Hi Esau;
FWIW: I would setup up jMeter on your development PC to run both PS and the associated PS App(s) so that jMeter can record all the test cases that you need to run. That also includes tweaking the jMeter scripts for concurrent loading as well.
Once the basic jMeter tests are running on the development machine OK, I would then create a clean Azure workspace & transfer (install) PS, PS App(s), DBMS, and jMeter, etc on that *same* Azure instance. That way, there should be little of any network latency. Thus when you are running the jMeter tests against the PS App(s), you would be getting the "best case scenario" if no network latency were encountered. From there, you should be able to estimate what the PS App(s) will actually perform like with the PS App(s) installed on an actual user's PC / VM.

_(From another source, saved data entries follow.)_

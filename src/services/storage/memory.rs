//! In-process storage for tests, with a switch to simulate an outage.

use async_trait::async_trait;
use chrono::Utc;
use parking_lot::Mutex;
use std::collections::HashSet;
use std::sync::atomic::{AtomicBool, Ordering};
use uuid::Uuid;

use super::{Page, Storage, StorageError, Window};
use crate::auth::AppRole;
use crate::domain::contacts::STATUS_NEW;
use crate::domain::simulations::STATUS_PENDING;
use crate::domain::{
    ContactRequest, Lead, NewContactRequest, NewLead, NewSimulation, PortfolioProject, Profile,
    Project, SimulationRecord,
};

#[derive(Default)]
pub struct MemoryStorage {
    simulations: Mutex<Vec<SimulationRecord>>,
    leads: Mutex<Vec<Lead>>,
    contacts: Mutex<Vec<ContactRequest>>,
    projects: Mutex<Vec<Project>>,
    profiles: Mutex<Vec<Profile>>,
    portfolio: Mutex<Vec<PortfolioProject>>,
    roles: Mutex<HashSet<(Uuid, AppRole)>>,
    outage: AtomicBool,
}

impl MemoryStorage {
    pub fn new() -> Self {
        Self::default()
    }

    pub fn set_outage(&self, down: bool) {
        self.outage.store(down, Ordering::SeqCst);
    }

    pub fn grant(&self, user_id: Uuid, role: AppRole) {
        self.roles.lock().insert((user_id, role));
    }

    pub fn add_project(&self, project: Project) {
        self.projects.lock().push(project);
    }

    pub fn add_profile(&self, profile: Profile) {
        self.profiles.lock().push(profile);
    }

    pub fn add_portfolio(&self, entry: PortfolioProject) {
        self.portfolio.lock().push(entry);
    }

    pub fn simulations(&self) -> Vec<SimulationRecord> {
        self.simulations.lock().clone()
    }

    pub fn leads(&self) -> Vec<Lead> {
        self.leads.lock().clone()
    }

    pub fn contacts(&self) -> Vec<ContactRequest> {
        self.contacts.lock().clone()
    }

    fn available(&self) -> Result<(), StorageError> {
        if self.outage.load(Ordering::SeqCst) {
            Err(StorageError::Unavailable("simulated outage".to_string()))
        } else {
            Ok(())
        }
    }
}

/// Newest first, like the SQL listings
fn window_of<T: Clone>(rows: &[T], window: Window) -> Page<T> {
    let items = rows
        .iter()
        .rev()
        .skip(window.offset as usize)
        .take(window.limit as usize)
        .cloned()
        .collect();

    Page {
        items,
        total: rows.len() as u64,
    }
}

#[async_trait]
impl Storage for MemoryStorage {
    async fn insert_simulation(&self, sim: &NewSimulation) -> Result<Uuid, StorageError> {
        self.available()?;
        let id = Uuid::new_v4();
        self.simulations.lock().push(SimulationRecord {
            id,
            client_id: sim.client_id,
            lead_id: sim.lead_id,
            project_type: sim.project_type.label().to_string(),
            surface_area: sim.surface_area,
            location: sim.location.clone(),
            quality_level: sim.quality_level.label().to_string(),
            estimated_budget: sim.estimated_budget,
            estimated_construction_months: sim.estimated_construction_months,
            loan_amount: sim.loan_amount,
            loan_duration_months: sim.loan_duration_months,
            monthly_payment: sim.monthly_payment,
            status: Some(STATUS_PENDING.to_string()),
            created_at: Utc::now(),
        });
        Ok(id)
    }

    async fn list_simulations(
        &self,
        client_id: Option<Uuid>,
        window: Window,
    ) -> Result<Page<SimulationRecord>, StorageError> {
        self.available()?;
        let rows: Vec<_> = self
            .simulations
            .lock()
            .iter()
            .filter(|s| client_id.is_none() || s.client_id == client_id)
            .cloned()
            .collect();
        Ok(window_of(&rows, window))
    }

    async fn insert_lead(&self, lead: &NewLead) -> Result<Uuid, StorageError> {
        self.available()?;
        let id = Uuid::new_v4();
        self.leads.lock().push(Lead {
            id,
            first_name: lead.first_name.clone(),
            last_name: lead.last_name.clone(),
            email: lead.email.clone(),
            phone: lead.phone.clone(),
            region: lead.region.clone(),
            country: lead.country.clone(),
            source: lead.source.clone(),
            created_at: Utc::now(),
        });
        Ok(id)
    }

    async fn list_leads(&self, window: Window) -> Result<Page<Lead>, StorageError> {
        self.available()?;
        Ok(window_of(&self.leads.lock(), window))
    }

    async fn delete_lead(&self, id: Uuid) -> Result<bool, StorageError> {
        self.available()?;
        let mut leads = self.leads.lock();
        let before = leads.len();
        leads.retain(|l| l.id != id);
        Ok(leads.len() < before)
    }

    async fn insert_contact(&self, contact: &NewContactRequest) -> Result<Uuid, StorageError> {
        self.available()?;
        let id = Uuid::new_v4();
        self.contacts.lock().push(ContactRequest {
            id,
            name: contact.name.clone(),
            email: contact.email.clone(),
            phone: contact.phone.clone(),
            subject: contact.subject.clone(),
            message: contact.message.clone(),
            status: Some(STATUS_NEW.to_string()),
            created_at: Utc::now(),
        });
        Ok(id)
    }

    async fn list_contacts(&self, window: Window) -> Result<Page<ContactRequest>, StorageError> {
        self.available()?;
        Ok(window_of(&self.contacts.lock(), window))
    }

    async fn delete_contact(&self, id: Uuid) -> Result<bool, StorageError> {
        self.available()?;
        let mut contacts = self.contacts.lock();
        let before = contacts.len();
        contacts.retain(|c| c.id != id);
        Ok(contacts.len() < before)
    }

    async fn list_projects(
        &self,
        client_id: Option<Uuid>,
        window: Window,
    ) -> Result<Page<Project>, StorageError> {
        self.available()?;
        let rows: Vec<_> = self
            .projects
            .lock()
            .iter()
            .filter(|p| client_id.map_or(true, |id| p.client_id == id))
            .cloned()
            .collect();
        Ok(window_of(&rows, window))
    }

    async fn get_profile(&self, user_id: Uuid) -> Result<Option<Profile>, StorageError> {
        self.available()?;
        Ok(self
            .profiles
            .lock()
            .iter()
            .find(|p| p.user_id == user_id)
            .cloned())
    }

    async fn list_portfolio(
        &self,
        project_type: Option<&str>,
        window: Window,
    ) -> Result<Page<PortfolioProject>, StorageError> {
        self.available()?;
        let rows: Vec<_> = self
            .portfolio
            .lock()
            .iter()
            .filter(|p| project_type.map_or(true, |t| p.project_type == t))
            .cloned()
            .collect();
        Ok(window_of(&rows, window))
    }

    async fn has_role(&self, user_id: Uuid, role: AppRole) -> Result<bool, StorageError> {
        self.available()?;
        Ok(self.roles.lock().contains(&(user_id, role)))
    }

    async fn grant_role(&self, user_id: Uuid, role: AppRole) -> Result<bool, StorageError> {
        self.available()?;
        Ok(self.roles.lock().insert((user_id, role)))
    }

    async fn health_check(&self) -> bool {
        self.available().is_ok()
    }
}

Note that you would *not* be able to run much of a jMeter "load test" with the PS server from the developers machine as the PS License from that environment would only support 5 PB concurrent users. So you would need to change up the PS license to support the number of concurrent users that jMeter is trying to emulate.
HTH
Regards .. Chris
How would running a load test on the same server where the PowerServer is hosted (on Azure) be accurate if it has to run JMeter as well?
That defeats the purpose of an actual load test because its not accurate or as close to production as possible.
Also, wouldnt I need to install PowerBuilder on the server to run the test as explained in the documentation to run the WEB API console?